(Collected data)
[Start of Attachment]

//! Core YouTube API client functionality.

use crate::Error;
use crate::youtube_api::{
    playlist_items::PlaylistItemRecord,
    playlists::PlaylistRecord,
    types::{PagedStream, Paginated, RawPage, Resource, ResourceKind, decode_page},
};
use eyre::Context;
use tracing::instrument;

/// Where the YouTube Data API v3 lives.
pub const YOUTUBE_API_BASE: &str = "https://www.googleapis.com/youtube/v3";

/// Records requested per page; the largest value the list endpoints accept.
const PAGE_SIZE: u32 = 50;

/// Read-only client for the list endpoints of the YouTube Data API v3.
///
/// Requests are sent with the optional API key as the `key` query parameter. Without a key, the
/// API still answers public listings, but the anonymous quota runs out quickly.
#[derive(Debug, Clone)]
pub struct YouTubeClient {
    /// HTTP client for API requests
    client: reqwest::Client,
    /// API key appended to every request, if any
    api_key: Option<String>,
    /// Base URL that endpoint paths are joined onto
    base_url: String,
}

impl YouTubeClient {
    /// Creates a new client that talks to the public YouTube API.
    ///
    /// # Arguments
    ///
    /// * `client` - HTTP client used for every request
    /// * `api_key` - Optional API key sent along with each request
    pub fn new(client: reqwest::Client, api_key: Option<String>) -> Self {
        Self {
            client,
            api_key,
            base_url: YOUTUBE_API_BASE.to_string(),
        }
    }

    /// Points the client at a different API root, such as a local mock server.
    pub fn with_base_url(mut self, base_url: impl Into<String>) -> Self {
        self.base_url = base_url.into().trim_end_matches('/').to_string();
        self
    }

    /// Sends a GET request to the YouTube API and checks the status code.
    ///
    /// Any non-success status is turned into [`Error::Http`] carrying the status and the
    /// response body.
    ///
    /// # Returns
    ///
    /// The raw [`reqwest::Response`] for kind-specific decoding.
    #[instrument(skip(self, query_params), level = tracing::Level::TRACE)]
    async fn make_request(
        &self,
        url: &str,
        query_params: &[(&str, &str)],
    ) -> eyre::Result<reqwest::Response> {
        let mut request = self.client.get(url).query(query_params);

        if let Some(key) = &self.api_key {
            request = request.query(&[("key", key.as_str())]);
        }

        let response = request
            .send()
            .await
            .with_context(|| format!("send GET request to YouTube API: {}", url))?;

        let status = response.status();
        if !status.is_success() {
            let body = response
                .text()
                .await
                .unwrap_or_else(|_| "unknown error".to_string());
            return Err(Error::Http { status, body }.into());
        }

        Ok(response)
    }

    /// Requests a single page of a list endpoint.
    ///
    /// Exactly one request is sent per call. The page comes back undecoded; see
    /// [`decode_page`](crate::youtube_api::decode_page) for turning it into records.
    ///
    /// # Arguments
    ///
    /// * `kind` - Which list endpoint to call
    /// * `selector` - The channel ID for playlists, or the playlist ID for playlist items
    /// * `page_token` - Token from the previous page, or `None` for the first page
    ///
    /// # Errors
    ///
    /// [`Error::Http`] for a non-success response, [`Error::Decode`] if the body is not JSON.
    ///
    /// # API Reference
    ///
    /// * <https://developers.google.com/youtube/v3/docs/playlists/list>
    /// * <https://developers.google.com/youtube/v3/docs/playlistItems/list>
    #[instrument(skip(self), level = tracing::Level::DEBUG)]
    pub async fn fetch_page(
        &self,
        kind: ResourceKind,
        selector: &str,
        page_token: Option<&str>,
    ) -> eyre::Result<RawPage> {
        eyre::ensure!(
            !selector.is_empty(),
            "cannot list {kind}s without a {}",
            kind.selector_param()
        );

        let url = format!("{}/{}", self.base_url, kind.endpoint());
        let max_results = PAGE_SIZE.to_string();
        let mut query_params = vec![
            ("part", "snippet"),
            (kind.selector_param(), selector),
            ("maxResults", max_results.as_str()),
            ("fields", kind.fields()),
        ];

        if let Some(token) = page_token {
            query_params.push(("pageToken", token));
        }

        let response = self.make_request(&url, &query_params).await?;

        let body = response
            .text()
            .await
            .with_context(|| format!("read {kind} page from YouTube API"))?;

        let page = serde_json::from_str(&body).map_err(|source| Error::Decode { kind, source })?;
        Ok(page)
    }

    /// Returns every record of one listing as a lazy stream.
    ///
    /// Pages are requested one at a time, in the order the server hands out page tokens, and only
    /// once the records of the previous page have all been consumed. Each call starts over from
    /// the first page. The first failing request or malformed page ends the stream with that
    /// error.
    pub fn paginate<R>(&self, selector: impl Into<String>) -> Paginated<'_, R>
    where
        R: Resource + Send + Unpin + 'static,
    {
        let selector = selector.into();
        Box::pin(PagedStream::new(move |page_token: Option<String>| {
            let selector = selector.clone();
            async move {
                let kind = R::KIND;
                let page = self
                    .fetch_page(kind, &selector, page_token.as_deref())
                    .await?;
                let (records, next_page_token) = decode_page::<R>(page)?;

                tracing::debug!(
                    %kind,
                    %selector,
                    returned_items = records.len(),
                    has_next_page = next_page_token.is_some(),
                    "fetched page"
                );

                Ok::<_, eyre::Report>((records, next_page_token))
            }
        }))
    }

    /// Returns a paginated stream of every playlist of a channel.
    ///
    /// # API Reference
    ///
    /// <https://developers.google.com/youtube/v3/docs/playlists/list>
    pub fn list_playlists(&self, channel_id: impl Into<String>) -> Paginated<'_, PlaylistRecord> {
        self.paginate(channel_id)
    }

    /// Returns a paginated stream of every video in a playlist.
    ///
    /// # API Reference
    ///
    /// <https://developers.google.com/youtube/v3/docs/playlistItems/list>
    pub fn list_playlist_items(
        &self,
        playlist_id: impl Into<String>,
    ) -> Paginated<'_, PlaylistItemRecord> {
        self.paginate(playlist_id)
    }
}
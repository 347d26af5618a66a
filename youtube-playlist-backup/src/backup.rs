//! Joins a channel's playlists with the videos in each of them.

use crate::youtube_api::{Paginated, PlaylistItemRecord, YouTubeClient};
use tokio_stream::{Stream, StreamExt};

/// One playlist and a not-yet-fetched listing of its videos.
pub struct PlaylistContents<'a> {
    pub title: String,
    /// Nothing is requested for this playlist until this stream is polled.
    pub items: Paginated<'a, PlaylistItemRecord>,
}

impl std::fmt::Debug for PlaylistContents<'_> {
    fn fmt(&self, f: &mut std::fmt::Formatter<'_>) -> std::fmt::Result {
        f.debug_struct("PlaylistContents")
            .field("title", &self.title)
            .finish_non_exhaustive()
    }
}

/// Lists every playlist of `channel_id`, each paired with a lazy listing of its items.
///
/// Playlists come out in the order the API returns them. Item listings are independent of one
/// another and of the playlist stream, so a consumer that drains each playlist's items before
/// asking for the next playlist keeps exactly one request in flight at a time, and never holds
/// more than one page of either listing in memory.
pub fn aggregate_all<'a>(
    client: &'a YouTubeClient,
    channel_id: &str,
) -> impl Stream<Item = eyre::Result<PlaylistContents<'a>>> + Send + use<'a> {
    client
        .list_playlists(channel_id)
        .map(move |playlist| -> eyre::Result<PlaylistContents<'a>> {
            let playlist = playlist?;
            tracing::trace!(playlist_id = playlist.id, title = playlist.title, "found playlist");
            Ok(PlaylistContents {
                items: client.list_playlist_items(playlist.id),
                title: playlist.title,
            })
        })
}
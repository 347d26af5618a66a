use clap::Parser;
use std::io::IsTerminal;
use tracing::level_filters::LevelFilter;
use tracing_subscriber::EnvFilter;
use youtube_playlist_backup::cli::Cli;
use youtube_playlist_backup::config::Config;
use youtube_playlist_backup::{Error, backup_channel};

#[tokio::main(flavor = "current_thread")]
async fn main() -> eyre::Result<()> {
    // stdout is reserved for the backup itself
    tracing_subscriber::fmt()
        .with_env_filter(
            EnvFilter::builder()
                .with_default_directive(LevelFilter::WARN.into())
                .from_env_lossy(),
        )
        .with_writer(std::io::stderr)
        .with_ansi(std::io::stderr().is_terminal())
        .init();

    let cli = Cli::parse();
    let config = Config::load_or_init(&cli.config_path()).await?;

    let options = match cli.resolve(config) {
        Ok(options) => options,
        Err(Error::Usage(msg)) => Cli::usage_error(msg).exit(),
        Err(e) => return Err(e.into()),
    };

    let client = options.client()?;
    let mut stdout = std::io::stdout().lock();
    backup_channel(&client, &options.channel_id, &mut stdout).await
}
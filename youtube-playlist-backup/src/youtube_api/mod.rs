//! Read-only client for the playlist endpoints of the YouTube Data API v3.
//!
//! Two list endpoints are used, and both paginate the same way: each response carries up to 50
//! entries in `items` and, unless it is the last page, a `nextPageToken` to pass back as
//! `pageToken` on the following request.
//!
//! - [`PlaylistRecord`]s come from `playlists.list`, selected by channel ID.
//! - [`PlaylistItemRecord`]s come from `playlistItems.list`, selected by playlist ID.
//!
//! [`YouTubeClient::paginate`] turns either endpoint into a [`Paginated`] stream that fetches
//! pages on demand.
//!
//! # Example Usage
//!
//! ```rust,no_run
//! use tokio_stream::StreamExt;
//! use youtube_playlist_backup::youtube_api::YouTubeClient;
//!
//! # async fn example() -> eyre::Result<()> {
//! let client = YouTubeClient::new(reqwest::Client::new(), None);
//!
//! let mut playlists = client.list_playlists("UC_x5XG1OV2P6uZZ5FSM9Ttw");
//! while let Some(playlist) = playlists.next().await {
//!     let playlist = playlist?;
//!     println!("{} ({})", playlist.title, playlist.id);
//! }
//! # Ok(())
//! # }
//! ```

pub mod client;
pub mod playlist_items;
pub mod playlists;
pub mod types;

pub use client::{YOUTUBE_API_BASE, YouTubeClient};
pub use types::{PagedStream, Paginated, RawPage, Resource, ResourceKind, decode_page};

pub use playlist_items::{PlaylistItem, PlaylistItemRecord, PlaylistItemSnippet, ResourceId};
pub use playlists::{Playlist, PlaylistRecord, PlaylistSnippet};
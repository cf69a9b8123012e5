use super::{
    app_helper::AppHelper, cli_manager::Command, AuthorsCommand, CheckCommand,
    ConstraintsCommand, TranslateCommand,
};
use anyhow::{Context, Result};
use clap::{Arg, ArgMatches};
use fzn2ecnf::{
    fzn::{FlatZincReader, Model, ModelReader},
    translation::{RedeclarationPolicy, TranslationOptions},
};
use log::{info, warn};
use std::{
    fs::{self, File},
    io::{BufReader, Read},
    path::PathBuf,
    str::FromStr,
};

pub(crate) fn create_app_helper() -> AppHelper<'static> {
    let app_name = option_env!("CARGO_PKG_NAME").unwrap_or("unknown app name");
    let app_version = option_env!("CARGO_PKG_VERSION").unwrap_or("unknown version");
    let authors = option_env!("CARGO_PKG_AUTHORS").unwrap_or("unknown authors");
    let mut app = AppHelper::new(
        app_name,
        app_version,
        authors,
        "fzn2ecnf, a translator from FlatZinc models to ECNF theories.",
    );
    let commands: Vec<Box<dyn Command>> = vec![
        Box::new(AuthorsCommand::new(app_name, app_version, authors)),
        Box::new(CheckCommand::new()),
        Box::new(ConstraintsCommand::new()),
        Box::new(TranslateCommand::new()),
    ];
    for c in commands {
        app.add_command(c);
    }
    app
}

pub(crate) const ARG_INPUT: &str = "INPUT";

pub(crate) fn input_args() -> Arg<'static, 'static> {
    Arg::with_name(ARG_INPUT)
        .short("f")
        .empty_values(false)
        .multiple(false)
        .help("the input file that contains the FlatZinc model")
        .required(true)
}

const ARG_REDECLARATION: &str = "REDECLARATION";
const ARG_DEFINITION_ID: &str = "DEFINITION_ID";
const ARG_NO_COMMENT: &str = "NO_COMMENT";

pub(crate) fn translation_args() -> Vec<Arg<'static, 'static>> {
    vec![
        Arg::with_name(ARG_REDECLARATION)
            .long("redeclaration")
            .empty_values(false)
            .multiple(false)
            .possible_values(&["strict", "lenient"])
            .default_value("strict")
            .help("the behavior when a name is declared twice")
            .required(false),
        Arg::with_name(ARG_DEFINITION_ID)
            .long("definition-id")
            .empty_values(false)
            .multiple(false)
            .allow_hyphen_values(true)
            .default_value("0")
            .help("the definition group of rules annotated by a bare inductivelydefined")
            .required(false),
        Arg::with_name(ARG_NO_COMMENT)
            .long("no-comment")
            .takes_value(false)
            .help("do not write the comment line before the theory header")
            .required(false),
    ]
}

pub(crate) fn translation_options(arg_matches: &ArgMatches<'_>) -> Result<TranslationOptions> {
    let mut options = TranslationOptions::default();
    if let Some(s) = arg_matches.value_of(ARG_REDECLARATION) {
        options.redeclaration = RedeclarationPolicy::from_str(s)?;
    }
    if let Some(s) = arg_matches.value_of(ARG_DEFINITION_ID) {
        options.default_definition_id = s
            .parse()
            .with_context(|| format!(r#"invalid definition id "{}""#, s))?;
    }
    options.with_comment = !arg_matches.is_present(ARG_NO_COMMENT);
    Ok(options)
}

pub(crate) fn read_model_file(file_path: &str) -> Result<Model> {
    let mut reader = FlatZincReader::default();
    reader.add_warning_handler(Box::new(|line, msg| warn!("at line {}: {}", line, msg)));
    let model = read_file_path_with(file_path, &|r| reader.read(r))?;
    info!(
        "the model has {} declaration(s) and {} constraint(s)",
        model.declarations.len(),
        model.constraints.len(),
    );
    Ok(model)
}

pub(crate) fn read_file_path_with<F, R>(file_path: &str, reader: &F) -> Result<R>
where
    F: Fn(&mut dyn Read) -> Result<R>,
{
    let canonicalized = canonicalize_file_path(file_path)?;
    info!("reading input file {:?}", canonicalized);
    let mut file_reader = BufReader::new(
        File::open(&canonicalized)
            .with_context(|| format!(r#"while opening file "{}""#, file_path))?,
    );
    (reader)(&mut file_reader).with_context(|| format!(r#"while reading file "{}""#, file_path))
}

/// Canonicalize a path given by the user.
pub(crate) fn canonicalize_file_path(file_path: &str) -> Result<PathBuf> {
    fs::canonicalize(PathBuf::from(file_path))
        .with_context(|| format!(r#"while opening file "{}""#, file_path))
}

#[cfg(test)]
mod tests {
    use super::*;
    use clap::{App, SubCommand};

    fn options_from(args: &[&str]) -> Result<TranslationOptions> {
        let app = App::new("app").subcommand(SubCommand::with_name("cmd").args(&translation_args()));
        let matches = app
            .get_matches_from_safe(["app", "cmd"].iter().chain(args.iter()))
            .unwrap();
        translation_options(matches.subcommand_matches("cmd").unwrap())
    }

    #[test]
    fn test_default_options() {
        assert_eq!(TranslationOptions::default(), options_from(&[]).unwrap());
    }

    #[test]
    fn test_options() {
        assert_eq!(
            TranslationOptions {
                redeclaration: RedeclarationPolicy::Lenient,
                default_definition_id: -3,
                with_comment: false,
            },
            options_from(&["--redeclaration", "lenient", "--definition-id", "-3", "--no-comment"])
                .unwrap()
        );
    }

    #[test]
    fn test_invalid_definition_id() {
        assert!(options_from(&["--definition-id", "a"]).is_err());
    }

    #[test]
    fn test_missing_file() {
        assert!(read_model_file("/this/file/does/not/exist.fzn").is_err());
    }
}
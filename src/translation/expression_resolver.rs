use super::{translator::unexpected, TranslationError, TranslationResult, Translator};
use crate::{
    ecnf::{IntDomain, Literal, Variable},
    fzn::Expression,
};

impl Translator {
    /// Resolves an expression standing for a Boolean.
    ///
    /// Constants are replaced by fresh literals forced to their value.
    pub fn resolve_bool(&mut self, expr: &Expression) -> TranslationResult<Literal> {
        match expr {
            Expression::Bool(true) => Ok(self.theory.unit_true(&mut self.ids)),
            Expression::Bool(false) => Ok(self.theory.unit_false(&mut self.ids)),
            Expression::ArrayAccess(name, index) => {
                Ok(self.symbols.lookup_bool_at(name, *index)?.id().positive())
            }
            Expression::Ident(ident) if ident.arguments.is_empty() => {
                Ok(self.symbols.lookup_bool(&ident.name)?.id().positive())
            }
            _ => Err(unexpected("Boolean expression", expr)),
        }
    }

    /// Resolves an expression standing for an integer variable.
    ///
    /// Constants are replaced by fresh variables with a single value in their domain.
    pub fn resolve_int(&mut self, expr: &Expression) -> TranslationResult<Variable> {
        match expr {
            Expression::Int(i) => {
                let var = self.ids.fresh_id();
                self.theory.declare_int_var(var, &IntDomain::singleton(*i));
                Ok(var)
            }
            Expression::ArrayAccess(name, index) => {
                Ok(self.symbols.lookup_int_at(name, *index)?.id())
            }
            Expression::Ident(ident) if ident.arguments.is_empty() => {
                Ok(self.symbols.lookup_int(&ident.name)?.id())
            }
            _ => Err(unexpected("integer expression", expr)),
        }
    }

    /// Resolves an expression standing for an integer parameter.
    ///
    /// Integer constants and references to fixed integers give their value.
    /// References to other integers give the id of the variable, to be interpreted by the solver.
    pub fn resolve_int_parameter(&self, expr: &Expression) -> TranslationResult<i64> {
        let var = match expr {
            Expression::Int(i) => return Ok(*i),
            Expression::ArrayAccess(name, index) => self.symbols.lookup_int_at(name, *index)?,
            Expression::Ident(ident) if ident.arguments.is_empty() => {
                self.symbols.lookup_int(&ident.name)?
            }
            _ => return Err(unexpected("integer parameter", expr)),
        };
        Ok(var
            .fixed_value()
            .unwrap_or_else(|| var.id().as_parameter()))
    }

    /// Resolves an array of Booleans, given as an array literal or by the name of a declared array.
    pub fn resolve_bool_array(&mut self, expr: &Expression) -> TranslationResult<Vec<Literal>> {
        match expr {
            Expression::Array(elements) => elements.iter().map(|e| self.resolve_bool(e)).collect(),
            Expression::Ident(ident) if ident.arguments.is_empty() => Ok(self
                .symbols
                .lookup_bool_array(&ident.name)?
                .iter()
                .map(|v| v.id().positive())
                .collect()),
            _ => Err(unexpected("array of Booleans", expr)),
        }
    }

    /// Resolves an array of integer variables, given as an array literal or by the name of a declared array.
    pub fn resolve_int_array(&mut self, expr: &Expression) -> TranslationResult<Vec<Variable>> {
        match expr {
            Expression::Array(elements) => elements.iter().map(|e| self.resolve_int(e)).collect(),
            Expression::Ident(ident) if ident.arguments.is_empty() => Ok(self
                .symbols
                .lookup_int_array(&ident.name)?
                .iter()
                .map(|v| v.id())
                .collect()),
            _ => Err(unexpected("array of integers", expr)),
        }
    }

    /// Resolves an array of integer parameters, given as an array literal or by the name of a declared array.
    ///
    /// Named arrays must only contain fixed integers.
    pub fn resolve_int_parameter_array(&self, expr: &Expression) -> TranslationResult<Vec<i64>> {
        match expr {
            Expression::Array(elements) => elements
                .iter()
                .map(|e| self.resolve_int_parameter(e))
                .collect(),
            Expression::Ident(ident) if ident.arguments.is_empty() => self
                .symbols
                .lookup_int_array(&ident.name)?
                .iter()
                .map(|v| {
                    v.fixed_value()
                        .ok_or_else(|| TranslationError::UnexpectedExpressionType {
                            expected: "array of fixed integers",
                            found: format!(r#"identifier "{}""#, ident.name),
                        })
                })
                .collect(),
            _ => Err(unexpected("array of integer parameters", expr)),
        }
    }
}
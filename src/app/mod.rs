pub(crate) mod app_helper;

mod authors_command;
pub(crate) use authors_command::AuthorsCommand;

mod check_command;
pub(crate) use check_command::CheckCommand;

pub(crate) mod cli_manager;

pub(crate) mod common;

mod constraints_command;
pub(crate) use constraints_command::ConstraintsCommand;

mod translate_command;
pub(crate) use translate_command::TranslateCommand;
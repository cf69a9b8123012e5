/// The domain of an integer variable.
///
/// A domain is either a contiguous range of values or an explicit set of values.
/// Explicit sets are kept sorted and without duplicates.
#[derive(Debug, Clone, PartialEq, Eq)]
pub enum IntDomain {
    /// The values between the two bounds, both included.
    Range(i64, i64),
    /// An explicit set of values.
    Values(Vec<i64>),
}

impl IntDomain {
    /// Builds a range domain.
    pub fn new_range(low: i64, high: i64) -> Self {
        IntDomain::Range(low, high)
    }

    /// Builds an explicit domain from a list of values, sorting them and removing duplicates.
    pub fn new_values(mut values: Vec<i64>) -> Self {
        values.sort_unstable();
        values.dedup();
        IntDomain::Values(values)
    }

    /// Builds the domain containing a single value.
    pub fn singleton(value: i64) -> Self {
        IntDomain::Range(value, value)
    }

    /// Returns `true` iff this domain is given by its bounds.
    pub fn is_range(&self) -> bool {
        matches!(self, IntDomain::Range(_, _))
    }

    /// Returns the values of the domain in ascending order.
    pub fn values(&self) -> Box<dyn Iterator<Item = i64> + '_> {
        match self {
            IntDomain::Range(low, high) => Box::new(*low..=*high),
            IntDomain::Values(values) => Box::new(values.iter().copied()),
        }
    }
}

#[cfg(test)]
mod tests {
    use super::*;

    #[test]
    fn test_range_values() {
        let d = IntDomain::new_range(-1, 2);
        assert!(d.is_range());
        assert_eq!(vec![-1, 0, 1, 2], d.values().collect::<Vec<_>>());
    }

    #[test]
    fn test_empty_range() {
        assert_eq!(0, IntDomain::new_range(3, 2).values().count());
    }

    #[test]
    fn test_explicit_values_are_sorted() {
        let d = IntDomain::new_values(vec![5, 1, 3, 1]);
        assert!(!d.is_range());
        assert_eq!(IntDomain::Values(vec![1, 3, 5]), d);
    }

    #[test]
    fn test_singleton() {
        assert_eq!(IntDomain::Range(4, 4), IntDomain::singleton(4));
    }
}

[End of Attachment]

• Assignment: Within the entries above, find the string "positive" and return each line that holds it.

• Written solution:
                Ok(self.symbols.lookup_bool_at(name, *index)?.id().positive())
                Ok(self.symbols.lookup_bool(&ident.name)?.id().positive())
                .map(|v| v.id().positive())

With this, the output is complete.